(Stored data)
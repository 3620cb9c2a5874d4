//! Handler trait for accepted requests.

use std::future::Future;
use std::pin::Pin;

use bytes::Bytes;
use medscribe_auth::verifier::VerifiedCaller;

use crate::body::GuardResponseBody;
use crate::error::GuardHttpError;

/// Identifier assigned to a request, stored in its extensions before dispatch.
#[derive(Debug, Clone, PartialEq, Eq)]
pub struct RequestId(pub String);

/// Response future returned by a [`GuardedHandler`].
pub type HandlerFuture =
    Pin<Box<dyn Future<Output = Result<http::Response<GuardResponseBody>, GuardHttpError>> + Send>>;

/// Business logic behind the guard.
///
/// Only requests that passed every verification check reach the handler. It
/// receives the verified caller, the request head, and the raw body bytes, and
/// returns a complete response.
pub trait GuardedHandler: Send + Sync + 'static {
    /// Handle an accepted request.
    fn handle(
        &self,
        caller: VerifiedCaller,
        parts: http::request::Parts,
        body: Bytes,
    ) -> HandlerFuture;
}

/// Dispatch an accepted request to the handler.
pub async fn dispatch_request<H: GuardedHandler>(
    handler: &H,
    caller: VerifiedCaller,
    parts: http::request::Parts,
    body: Bytes,
) -> Result<http::Response<GuardResponseBody>, GuardHttpError> {
    tracing::debug!(
        method = %parts.method,
        path = %parts.uri.path(),
        api_key = %caller.api_key,
        "dispatching accepted request"
    );
    handler.handle(caller, parts, body).await
}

▶ EXERCISE: Give again exactly, and only, the lines above starting at the one with "pub struct RequestId(pub String);" and ending at the one with "-> Result<http::Response<GuardResponseBody>, GuardHttpError>".

▶ TASK RESPONSE:
pub struct RequestId(pub String);

/// Response future returned by a [`GuardedHandler`].
pub type HandlerFuture =
    Pin<Box<dyn Future<Output = Result<http::Response<GuardResponseBody>, GuardHttpError>> + Send>>;

/// Business logic behind the guard.
///
/// Only requests that passed every verification check reach the handler. It
/// receives the verified caller, the request head, and the raw body bytes, and
/// returns a complete response.
pub trait GuardedHandler: Send + Sync + 'static {
    /// Handle an accepted request.
    fn handle(
        &self,
        caller: VerifiedCaller,
        parts: http::request::Parts,
        body: Bytes,
    ) -> HandlerFuture;
}

/// Dispatch an accepted request to the handler.
pub async fn dispatch_request<H: GuardedHandler>(
    handler: &H,
    caller: VerifiedCaller,
    parts: http::request::Parts,
    body: Bytes,
) -> Result<http::Response<GuardResponseBody>, GuardHttpError> {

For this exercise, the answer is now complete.